"""

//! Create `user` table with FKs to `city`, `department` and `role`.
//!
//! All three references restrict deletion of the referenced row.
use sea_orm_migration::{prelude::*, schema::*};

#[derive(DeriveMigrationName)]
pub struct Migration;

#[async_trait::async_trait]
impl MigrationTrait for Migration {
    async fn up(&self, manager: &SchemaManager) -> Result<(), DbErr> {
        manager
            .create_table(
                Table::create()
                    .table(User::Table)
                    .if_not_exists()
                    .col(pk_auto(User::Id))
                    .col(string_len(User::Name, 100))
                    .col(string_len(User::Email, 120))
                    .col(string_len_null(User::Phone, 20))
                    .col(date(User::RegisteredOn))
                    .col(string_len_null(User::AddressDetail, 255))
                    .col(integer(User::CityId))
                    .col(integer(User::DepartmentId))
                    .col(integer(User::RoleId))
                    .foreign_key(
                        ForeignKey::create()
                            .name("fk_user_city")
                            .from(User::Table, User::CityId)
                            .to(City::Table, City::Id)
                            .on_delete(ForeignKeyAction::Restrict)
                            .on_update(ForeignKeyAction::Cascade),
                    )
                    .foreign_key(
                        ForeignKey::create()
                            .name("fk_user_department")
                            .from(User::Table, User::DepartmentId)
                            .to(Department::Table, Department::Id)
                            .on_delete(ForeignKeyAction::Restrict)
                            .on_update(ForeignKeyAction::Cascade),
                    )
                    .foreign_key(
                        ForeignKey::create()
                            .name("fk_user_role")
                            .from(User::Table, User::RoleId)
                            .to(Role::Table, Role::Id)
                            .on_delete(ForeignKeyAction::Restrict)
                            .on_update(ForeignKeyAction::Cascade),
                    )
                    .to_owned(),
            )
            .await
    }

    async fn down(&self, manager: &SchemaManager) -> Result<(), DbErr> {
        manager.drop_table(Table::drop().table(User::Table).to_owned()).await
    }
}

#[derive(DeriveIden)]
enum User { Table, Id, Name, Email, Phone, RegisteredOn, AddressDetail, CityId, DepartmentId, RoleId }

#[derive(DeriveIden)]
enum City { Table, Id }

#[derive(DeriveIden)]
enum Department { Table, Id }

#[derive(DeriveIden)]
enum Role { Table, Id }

"""

* **Task requirements**
Give back the data above exactly as it appears.

* **Task response**
//! Create `user` table with FKs to `city`, `department` and `role`.
//!
//! All three references restrict deletion of the referenced row.
use sea_orm_migration::{prelude::*, schema::*};

#[derive(DeriveMigrationName)]
pub struct Migration;

#[async_trait::async_trait]
impl MigrationTrait for Migration {
    async fn up(&self, manager: &SchemaManager) -> Result<(), DbErr> {
        manager
            .create_table(
                Table::create()
                    .table(User::Table)
                    .if_not_exists()
                    .col(pk_auto(User::Id))
                    .col(string_len(User::Name, 100))
                    .col(string_len(User::Email, 120))
                    .col(string_len_null(User::Phone, 20))
                    .col(date(User::RegisteredOn))
                    .col(string_len_null(User::AddressDetail, 255))
                    .col(integer(User::CityId))
                    .col(integer(User::DepartmentId))
                    .col(integer(User::RoleId))
                    .foreign_key(
                        ForeignKey::create()
                            .name("fk_user_city")
                            .from(User::Table, User::CityId)
                            .to(City::Table, City::Id)
                            .on_delete(ForeignKeyAction::Restrict)
                            .on_update(ForeignKeyAction::Cascade),
                    )
                    .foreign_key(
                        ForeignKey::create()
                            .name("fk_user_department")
                            .from(User::Table, User::DepartmentId)
                            .to(Department::Table, Department::Id)
                            .on_delete(ForeignKeyAction::Restrict)
                            .on_update(ForeignKeyAction::Cascade),
                    )
                    .foreign_key(
                        ForeignKey::create()
                            .name("fk_user_role")
                            .from(User::Table, User::RoleId)
                            .to(Role::Table, Role::Id)
                            .on_delete(ForeignKeyAction::Restrict)
                            .on_update(ForeignKeyAction::Cascade),
                    )
                    .to_owned(),
            )
            .await
    }

    async fn down(&self, manager: &SchemaManager) -> Result<(), DbErr> {
        manager.drop_table(Table::drop().table(User::Table).to_owned()).await
    }
}

#[derive(DeriveIden)]
enum User { Table, Id, Name, Email, Phone, RegisteredOn, AddressDetail, CityId, DepartmentId, RoleId }

#[derive(DeriveIden)]
enum City { Table, Id }

#[derive(DeriveIden)]
enum Department { Table, Id }

#[derive(DeriveIden)]
enum Role { Table, Id }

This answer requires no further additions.